*** Opening Working data ***

use crate::{AppState, handlers};
use axum::{Router, routing::get};

/// Admin Router Module
///
/// Defines the routes whose operations are exclusively available to users with
/// the 'admin' role: every mutation of the student registry plus the
/// form-population reads that precede them.
///
/// Access Control:
/// Handlers here resolve an *optional* identity and pass it to the service
/// layer, where the guard pipeline runs in fixed order (authenticate, then
/// authorize). Anonymous callers get 401, authenticated non-admins get 403,
/// and the browser error layer degrades both into redirects.
pub fn admin_routes() -> Router<AppState> {
    Router::new()
        // GET /new: form payload (catalog for the major selection).
        // POST /new: validate and insert a new student.
        .route(
            "/new",
            get(handlers::new_student_form).post(handlers::create_student),
        )
        // GET /edit/{student_id}: form payload pre-populated with the stored
        //                         values, including the resolved major.
        // POST /edit/{student_id}: overwrite all fields; the primary key may
        //                          change with this call.
        .route(
            "/edit/{student_id}",
            get(handlers::edit_student_form).post(handlers::update_student),
        )
        // GET/POST /delete/{student_id}
        // Accepts GET as well as POST (not REST-pure, preserved as-is for the
        // links the presentation layer emits).
        .route(
            "/delete/{student_id}",
            get(handlers::delete_student).post(handlers::delete_student),
        )
}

*** Closing Working data ***

Work to complete: Return the material exactly. Leave out no line.

Worked solution:
use crate::{AppState, handlers};
use axum::{Router, routing::get};

/// Admin Router Module
///
/// Defines the routes whose operations are exclusively available to users with
/// the 'admin' role: every mutation of the student registry plus the
/// form-population reads that precede them.
///
/// Access Control:
/// Handlers here resolve an *optional* identity and pass it to the service
/// layer, where the guard pipeline runs in fixed order (authenticate, then
/// authorize). Anonymous callers get 401, authenticated non-admins get 403,
/// and the browser error layer degrades both into redirects.
pub fn admin_routes() -> Router<AppState> {
    Router::new()
        // GET /new: form payload (catalog for the major selection).
        // POST /new: validate and insert a new student.
        .route(
            "/new",
            get(handlers::new_student_form).post(handlers::create_student),
        )
        // GET /edit/{student_id}: form payload pre-populated with the stored
        //                         values, including the resolved major.
        // POST /edit/{student_id}: overwrite all fields; the primary key may
        //                          change with this call.
        .route(
            "/edit/{student_id}",
            get(handlers::edit_student_form).post(handlers::update_student),
        )
        // GET/POST /delete/{student_id}
        // Accepts GET as well as POST (not REST-pure, preserved as-is for the
        // links the presentation layer emits).
        .route(
            "/delete/{student_id}",
            get(handlers::delete_student).post(handlers::delete_student),
        )
}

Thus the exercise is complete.